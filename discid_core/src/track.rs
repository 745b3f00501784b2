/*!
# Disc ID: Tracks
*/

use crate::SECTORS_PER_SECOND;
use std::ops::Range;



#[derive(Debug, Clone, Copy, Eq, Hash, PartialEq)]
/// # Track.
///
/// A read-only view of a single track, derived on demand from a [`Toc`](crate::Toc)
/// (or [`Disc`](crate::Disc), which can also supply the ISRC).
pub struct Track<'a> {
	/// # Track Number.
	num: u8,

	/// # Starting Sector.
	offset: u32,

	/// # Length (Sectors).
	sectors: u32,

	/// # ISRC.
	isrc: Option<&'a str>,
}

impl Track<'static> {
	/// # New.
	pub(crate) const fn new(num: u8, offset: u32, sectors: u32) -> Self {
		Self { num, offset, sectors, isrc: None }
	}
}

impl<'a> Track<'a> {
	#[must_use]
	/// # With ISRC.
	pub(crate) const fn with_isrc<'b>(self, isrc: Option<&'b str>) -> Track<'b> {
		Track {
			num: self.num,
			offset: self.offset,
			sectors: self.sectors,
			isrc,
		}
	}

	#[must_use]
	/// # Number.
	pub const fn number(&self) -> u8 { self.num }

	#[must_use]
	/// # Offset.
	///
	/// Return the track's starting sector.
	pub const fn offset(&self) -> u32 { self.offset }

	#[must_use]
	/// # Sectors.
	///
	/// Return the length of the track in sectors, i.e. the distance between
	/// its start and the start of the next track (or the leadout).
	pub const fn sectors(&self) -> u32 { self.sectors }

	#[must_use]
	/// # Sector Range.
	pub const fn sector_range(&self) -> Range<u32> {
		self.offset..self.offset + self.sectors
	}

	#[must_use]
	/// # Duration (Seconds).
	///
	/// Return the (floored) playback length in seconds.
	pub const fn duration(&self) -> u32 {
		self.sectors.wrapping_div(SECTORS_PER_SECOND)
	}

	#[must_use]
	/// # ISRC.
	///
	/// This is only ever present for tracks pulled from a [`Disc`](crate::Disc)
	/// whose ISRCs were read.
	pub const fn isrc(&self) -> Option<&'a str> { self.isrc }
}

**What is being asked:**
Reproduce the entries exactly as they appear.

**Your solution:**
filename discid_core/src/track.rs
repository 745b3f00501784b2
/*!
# Disc ID: Tracks
*/

use crate::SECTORS_PER_SECOND;
use std::ops::Range;



#[derive(Debug, Clone, Copy, Eq, Hash, PartialEq)]
/// # Track.
///
/// A read-only view of a single track, derived on demand from a [`Toc`](crate::Toc)
/// (or [`Disc`](crate::Disc), which can also supply the ISRC).
pub struct Track<'a> {
	/// # Track Number.
	num: u8,

	/// # Starting Sector.
	offset: u32,

	/// # Length (Sectors).
	sectors: u32,

	/// # ISRC.
	isrc: Option<&'a str>,
}

impl Track<'static> {
	/// # New.
	pub(crate) const fn new(num: u8, offset: u32, sectors: u32) -> Self {
		Self { num, offset, sectors, isrc: None }
	}
}

impl<'a> Track<'a> {
	#[must_use]
	/// # With ISRC.
	pub(crate) const fn with_isrc<'b>(self, isrc: Option<&'b str>) -> Track<'b> {
		Track {
			num: self.num,
			offset: self.offset,
			sectors: self.sectors,
			isrc,
		}
	}

	#[must_use]
	/// # Number.
	pub const fn number(&self) -> u8 { self.num }

	#[must_use]
	/// # Offset.
	///
	/// Return the track's starting sector.
	pub const fn offset(&self) -> u32 { self.offset }

	#[must_use]
	/// # Sectors.
	///
	/// Return the length of the track in sectors, i.e. the distance between
	/// its start and the start of the next track (or the leadout).
	pub const fn sectors(&self) -> u32 { self.sectors }

	#[must_use]
	/// # Sector Range.
	pub const fn sector_range(&self) -> Range<u32> {
		self.offset..self.offset + self.sectors
	}

	#[must_use]
	/// # Duration (Seconds).
	///
	/// Return the (floored) playback length in seconds.
	pub const fn duration(&self) -> u32 {
		self.sectors.wrapping_div(SECTORS_PER_SECOND)
	}

	#[must_use]
	/// # ISRC.
	///
	/// This is only ever present for tracks pulled from a [`Disc`](crate::Disc)
	/// whose ISRCs were read.
	pub const fn isrc(&self) -> Option<&'a str> { self.isrc }
}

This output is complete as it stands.